İSTANBUL'DAN ŞEHZADE ŞEHRİNE
Çoğu zaman geriye dönüp baktığımızda birçok olumsuzluk görülse de İstanbul’un damağımızda bıraktığı lezzetleri yeniden ona ulaşıncaya kadar damağımızdan kaybolmasını istemeyiz!
Çelişkili bir durummuş gibi görünse bile İstanbul’a has bu durum başka bir şehre nasip olur mu bilemem. Sanırım bunda insanının kültür ve kişiliğinin oluşmasında etkili olan şehirlerin de büyük rolü var.
Nasıl olmasın ki!
Yaşadığınız kültürel ve sosyo-ekonomik çevrenin etkisinde kalmanız yalnız sizi değil üreteceğiniz her türlü artı değere etki edecektir.
İstanbul, Konya, Manisa, Erzurum, Bursa, Amasya, Trabzon, Edirne…Bu şehirlerden ilk akla gelenleridir sanırım.
Osmanlı için de bu şehirlerin ayrı bir önemi olmuş yüzyıllarca.
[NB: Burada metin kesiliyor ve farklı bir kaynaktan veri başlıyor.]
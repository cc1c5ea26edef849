//! Wishlist Repository

use async_trait::async_trait;
use mockall::automock;
use reqwest::Method;

use crate::{
    auth::UserUuid,
    backend::{BackendError, PREFER_RETURN_MINIMAL, PostgrestClient, eq_filter},
    domain::{
        designs::DesignUuid,
        wishlist::models::{NewWishlistEntry, WishlistRow},
    },
};

const WISHLIST_TABLE: &str = "wishlist";

#[automock]
#[async_trait]
pub trait WishlistRepository: Send + Sync {
    async fn list_wishlist(&self, user: UserUuid) -> Result<Vec<WishlistRow>, BackendError>;

    async fn create_wishlist_entry(&self, entry: NewWishlistEntry) -> Result<(), BackendError>;

    async fn delete_wishlist_entry(
        &self,
        user: UserUuid,
        design: DesignUuid,
    ) -> Result<(), BackendError>;
}

#[derive(Debug, Clone)]
pub struct RestWishlistRepository {
    client: PostgrestClient,
}

impl RestWishlistRepository {
    #[must_use]
    pub fn new(client: PostgrestClient) -> Self {
        Self { client }
    }
}

#[async_trait]
impl WishlistRepository for RestWishlistRepository {
    async fn list_wishlist(&self, user: UserUuid) -> Result<Vec<WishlistRow>, BackendError> {
        let request = self.client.table(Method::GET, WISHLIST_TABLE).query(&[
            ("select", "tattoo_id,tattoos(*)".to_string()),
            ("user_id", eq_filter(user)),
        ]);

        self.client.fetch(request).await
    }

    async fn create_wishlist_entry(&self, entry: NewWishlistEntry) -> Result<(), BackendError> {
        let request = self
            .client
            .table(Method::POST, WISHLIST_TABLE)
            .header("Prefer", PREFER_RETURN_MINIMAL)
            .json(&entry);

        self.client.execute(request).await
    }

    async fn delete_wishlist_entry(
        &self,
        user: UserUuid,
        design: DesignUuid,
    ) -> Result<(), BackendError> {
        let request = self
            .client
            .table(Method::DELETE, WISHLIST_TABLE)
            .query(&[("user_id", eq_filter(user)), ("tattoo_id", eq_filter(design))]);

        self.client.execute(request).await
    }
}
//! Marketplace Domain Concerns

pub mod carts;
pub mod designs;
pub mod points;
pub mod purchases;
pub mod wishlist;
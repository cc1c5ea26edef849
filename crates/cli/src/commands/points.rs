use std::io;

use clap::{Args, Subcommand};
use inkvault_app::{
    context::AppContext,
    domain::points::{SPIN_STAKE, SpinOutcome},
};

use crate::{
    commands::{CommandError, signed_in},
    config::account::AccountArgs,
    output,
};

#[derive(Debug, Args)]
pub(crate) struct PointsCommand {
    #[command(subcommand)]
    command: PointsSubcommand,
}

#[derive(Debug, Subcommand)]
enum PointsSubcommand {
    /// Show the points balance
    Balance,

    /// List the rewards on offer
    Rewards,

    /// Trade points for a reward
    Redeem {
        /// Reward id, as listed by `points rewards`
        reward: String,
    },

    /// Stake points on the prize wheel
    Spin,
}

pub(crate) async fn run(
    ctx: &AppContext,
    account: &AccountArgs,
    command: PointsCommand,
    out: &mut impl io::Write,
) -> Result<(), CommandError> {
    if let PointsSubcommand::Rewards = command.command {
        writeln!(out, "{}", output::rewards_table(ctx.rewards.rewards()))?;

        return Ok(());
    }

    let user = signed_in(ctx, account).await?;

    match command.command {
        PointsSubcommand::Balance => {
            writeln!(out, "You have {} points.", ctx.ledger.balance(user).await?)?;
        }
        PointsSubcommand::Redeem { reward } => {
            let redemption = ctx.rewards.redeem(user, &reward).await?;

            writeln!(
                out,
                "Redeemed {} for {} points.",
                redemption.reward.name, redemption.reward.cost
            )?;
            write_balance(out, redemption.balance)?;
        }
        PointsSubcommand::Spin => {
            let spin = ctx.wheel.spin(user).await?;

            match spin.segment.outcome {
                SpinOutcome::Nothing => writeln!(
                    out,
                    "{}. You staked {SPIN_STAKE} points.",
                    spin.segment.label
                )?,
                SpinOutcome::Points(points) => writeln!(out, "You won {points} points!")?,
                SpinOutcome::ExclusiveArt => {
                    writeln!(out, "You won an exclusive artwork! We will be in touch.")?;
                }
            }

            write_balance(out, spin.balance)?;
        }
        PointsSubcommand::Rewards => {}
    }

    Ok(())
}

fn write_balance(out: &mut impl io::Write, balance: Option<i64>) -> io::Result<()> {
    match balance {
        Some(balance) => writeln!(out, "Balance: {balance} points."),
        None => writeln!(out, "Your balance could not be refreshed."),
    }
}
//! Subcommands.

use std::io;

use clap::Subcommand;
use inkvault_app::{
    FailureKind,
    auth::{AuthError, UserUuid},
    context::AppContext,
    domain::{
        carts::CartError, designs::CatalogError, points::PointsError, purchases::PurchaseError,
        wishlist::WishlistError,
    },
};
use thiserror::Error;

use crate::config::account::AccountArgs;

mod account;
mod buy;
mod cart;
mod catalog;
mod points;
mod reconcile;
mod wishlist;

#[derive(Debug, Subcommand)]
pub(crate) enum Command {
    /// Browse the design catalog
    Catalog(catalog::CatalogArgs),

    /// Buy a single design
    Buy(buy::BuyArgs),

    /// Manage the cart and check out
    Cart(cart::CartCommand),

    /// Manage the wishlist
    Wishlist(wishlist::WishlistCommand),

    /// Points balance, rewards and the prize wheel
    Points(points::PointsCommand),

    /// Account registration and profile
    Account(account::AccountCommand),

    /// Repair interrupted purchases and spins
    Reconcile,
}

#[derive(Debug, Error)]
pub(crate) enum CommandError {
    #[error("sign-in required; set INKVAULT_EMAIL and INKVAULT_PASSWORD")]
    MissingCredentials,

    #[error(transparent)]
    Auth(#[from] AuthError),

    #[error(transparent)]
    Catalog(#[from] CatalogError),

    #[error(transparent)]
    Cart(#[from] CartError),

    #[error(transparent)]
    Wishlist(#[from] WishlistError),

    #[error(transparent)]
    Purchase(#[from] PurchaseError),

    #[error(transparent)]
    Points(#[from] PointsError),

    #[error("failed to write output")]
    Output(#[from] io::Error),
}

impl CommandError {
    pub(crate) fn kind(&self) -> FailureKind {
        match self {
            Self::MissingCredentials => FailureKind::Unauthenticated,
            Self::Auth(error) => error.kind(),
            Self::Catalog(error) => error.kind(),
            Self::Cart(error) => error.kind(),
            Self::Wishlist(error) => error.kind(),
            Self::Purchase(error) => error.kind(),
            Self::Points(error) => error.kind(),
            Self::Output(_) => FailureKind::Transient,
        }
    }

    /// Message shown to the user. Backend details stay in the logs.
    pub(crate) fn user_message(&self) -> String {
        match self {
            Self::MissingCredentials | Self::Output(_) => self.to_string(),
            Self::Purchase(error @ PurchaseError::ItemsUnavailable(_)) => format!(
                "These designs are no longer available and were removed from your cart: {}",
                error.unavailable_titles().join(", ")
            ),
            Self::Purchase(PurchaseError::EmptyCart) => "Your cart is empty.".to_string(),
            Self::Cart(CartError::AlreadyInCart) => "That design is already in your cart.".to_string(),
            Self::Points(PointsError::UnknownReward(id)) => format!("There is no reward {id:?}."),
            Self::Auth(AuthError::Validation(error)) => format!("{}.", capitalise(&error.to_string())),
            Self::Auth(AuthError::UsernameTaken) => "That username is already taken.".to_string(),
            other => other.kind().user_message().to_string(),
        }
    }
}

pub(crate) async fn run(
    ctx: &AppContext,
    account: &AccountArgs,
    command: Command,
    out: &mut impl io::Write,
) -> Result<(), CommandError> {
    match command {
        Command::Catalog(args) => catalog::run(ctx, account, args, out).await,
        Command::Buy(args) => buy::run(ctx, account, args, out).await,
        Command::Cart(command) => cart::run(ctx, account, command, out).await,
        Command::Wishlist(command) => wishlist::run(ctx, account, command, out).await,
        Command::Points(command) => points::run(ctx, account, command, out).await,
        Command::Account(command) => account::run(ctx, account, command, out).await,
        Command::Reconcile => reconcile::run(ctx, out).await,
    }
}

/// The signed-in user, signing in with the configured credentials first.
async fn signed_in(ctx: &AppContext, account: &AccountArgs) -> Result<UserUuid, CommandError> {
    if let Some(user) = ctx.session.current_user() {
        return Ok(user);
    }

    let (email, password) = account
        .credentials()
        .ok_or(CommandError::MissingCredentials)?;

    Ok(ctx.session.sign_in(&email, password).await?.uuid)
}

/// Sign in when credentials are configured, otherwise browse anonymously.
async fn maybe_signed_in(
    ctx: &AppContext,
    account: &AccountArgs,
) -> Result<Option<UserUuid>, CommandError> {
    match signed_in(ctx, account).await {
        Ok(user) => Ok(Some(user)),
        Err(CommandError::MissingCredentials) => Ok(None),
        Err(error) => Err(error),
    }
}

fn capitalise(message: &str) -> String {
    let mut chars = message.chars();

    chars.next().map_or_else(String::new, |first| {
        first.to_uppercase().chain(chars).collect()
    })
}

#[cfg(test)]
pub(crate) mod test_support {
    use std::sync::Arc;

    use inkvault_app::{
        auth::MockAuthRepository,
        context::{AppContext, AppSettings, Repositories},
        domain::{
            carts::MockCartRepository, designs::MockDesignsRepository,
            points::MockPointsRepository, purchases::{CertificateLocator, MockPurchasesRepository},
            wishlist::MockWishlistRepository,
        },
    };

    use crate::config::account::AccountArgs;

    /// Mocks for every repository, to be configured by each test.
    #[derive(Default)]
    pub(crate) struct Mocks {
        pub designs: MockDesignsRepository,
        pub carts: MockCartRepository,
        pub wishlist: MockWishlistRepository,
        pub purchases: MockPurchasesRepository,
        pub points: MockPointsRepository,
    }

    impl Mocks {
        pub(crate) fn context(self) -> AppContext {
            let repositories = Repositories {
                auth: Arc::new(MockAuthRepository::new()),
                designs: Arc::new(self.designs),
                carts: Arc::new(self.carts),
                wishlist: Arc::new(self.wishlist),
                purchases: Arc::new(self.purchases),
                points: Arc::new(self.points),
            };

            AppContext::new(
                &repositories,
                CertificateLocator::new("https://project.example.co"),
                AppSettings::default(),
            )
        }
    }

    pub(crate) fn anonymous() -> AccountArgs {
        AccountArgs {
            email: None,
            password: None,
        }
    }
}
Sancak şehirleri olarak bilinen ve Osmanlı şehzadelerinin eğitiminde birinci derece rol oynayan bu şehirlerin çekim merkezi olma özelliği günümüze kadar değişik yollarla süregelmiştir. Elbette bu şehirlerin içinde İstanbul’un yeri daha farklıdır.
İstanbul yalnız bir şehir değil bir medeniyet merkezi ve bir payitaht olması yönüyle de diğer şehirlerden farklılıklar göstere gelmiştir.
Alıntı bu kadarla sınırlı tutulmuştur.